3. Number of Experts Used to Establish the Ground Truth for the Test Set and Qualifications of Those Experts

This information is not applicable. The device is a physical medical device (catheter) and the tests described are primarily engineering performance and material biocompatibility tests. There is no 'ground truth' in the context of expert visual interpretation or diagnosis required for these types of tests. The "ground truth" for these tests would be the established scientific and engineering principles, and the protocols defined in standards like ISO 10993-1.

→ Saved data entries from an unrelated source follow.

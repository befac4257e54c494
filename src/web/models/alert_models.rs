use chrono::{DateTime, Utc};
use serde::{Deserialize, Serialize};

use super::PageResponse;
use crate::db::entities::alert;
use crate::db::enums::{AlertType, Severity};
use crate::db::store::{AlertFilter, PageRequest};

#[derive(Debug, Default, Deserialize)]
pub struct AlertListQuery {
    pub resolved: Option<bool>,
    pub page: Option<u64>,
    pub size: Option<u64>,
}

impl AlertListQuery {
    pub fn filter(&self) -> AlertFilter {
        AlertFilter::from_resolved_flag(self.resolved)
    }

    pub fn page_request(&self) -> PageRequest {
        PageRequest::new(self.page, self.size)
    }
}

#[derive(Serialize, Debug, Clone)]
#[serde(rename_all = "camelCase")]
pub struct AlertResponse {
    pub id: i32,
    pub api_id: i32,
    #[serde(skip_serializing_if = "Option::is_none")]
    pub api_name: Option<String>,
    pub alert_type: AlertType,
    pub severity: Severity,
    pub title: String,
    pub description: Option<String>,
    pub is_resolved: bool,
    pub resolved_at: Option<DateTime<Utc>>,
    pub created_at: DateTime<Utc>,
}

impl AlertResponse {
    pub fn new(alert: alert::Model, api_name: Option<String>) -> Self {
        Self {
            id: alert.id,
            api_id: alert.api_id,
            api_name,
            alert_type: alert.alert_type,
            severity: alert.severity,
            title: alert.title,
            description: alert.description,
            is_resolved: alert.is_resolved,
            resolved_at: alert.resolved_at,
            created_at: alert.created_at,
        }
    }
}

#[derive(Serialize, Debug)]
#[serde(rename_all = "camelCase")]
pub struct AlertListResponse {
    #[serde(flatten)]
    pub page: PageResponse<AlertResponse>,
    pub unread_count: u64,
}

#[derive(Serialize, Debug)]
#[serde(rename_all = "camelCase")]
pub struct UnreadCountResponse {
    pub unread_count: u64,
}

4. Adjudication Method for the Test Set

This information is not applicable, as the tests are objective physical and chemical assessments rather than subjective assessments requiring adjudication.

5. If a Multi Reader Multi Case (MRMC) Comparative Effectiveness Study Was Done, If So, What Was the Effect Size of How Much Human Readers Improve with AI vs Without AI Assistance

This information is not applicable. This 510(k) submission is for a physical medical device (dilatation catheter), not an AI/imaging device, so no MRMC study or AI-assisted interpretation is relevant.

6. If a Standalone (i.e. algorithm only without human-in-the loop performance) Was Done

This information is not applicable, as this is not an AI/algorithm-based device.

7. The Type of Ground Truth Used

The "ground truth" for the performance and biocompatibility studies conducted is based on:

• Established scientific and engineering principles: Used to define the expected performance metrics (e.g., burst pressure, tensile strength).
• FDA Guidance Documents on non-clinical testing of medical devices: These documents provide a framework for the types of tests and expected methodologies.
• Internal Risk Assessment procedures: Used to identify critical performance parameters.
• International Standards: Specifically, ISO 10993-1:2010 for biocompatibility, and likely other relevant ISO or ASTM standards for the mechanical and physical tests, although not explicitly named.
• Test protocols and/or customer inputs: Defining the specific methods and acceptance limits for each test.

8. The Sample Size for the Training Set

This information is not applicable. There is no 'training set' as this is a physical medical device, not a machine learning model.

9. How the Ground Truth for the Training Set Was Established

This information is not applicable, as there is no 'training set'.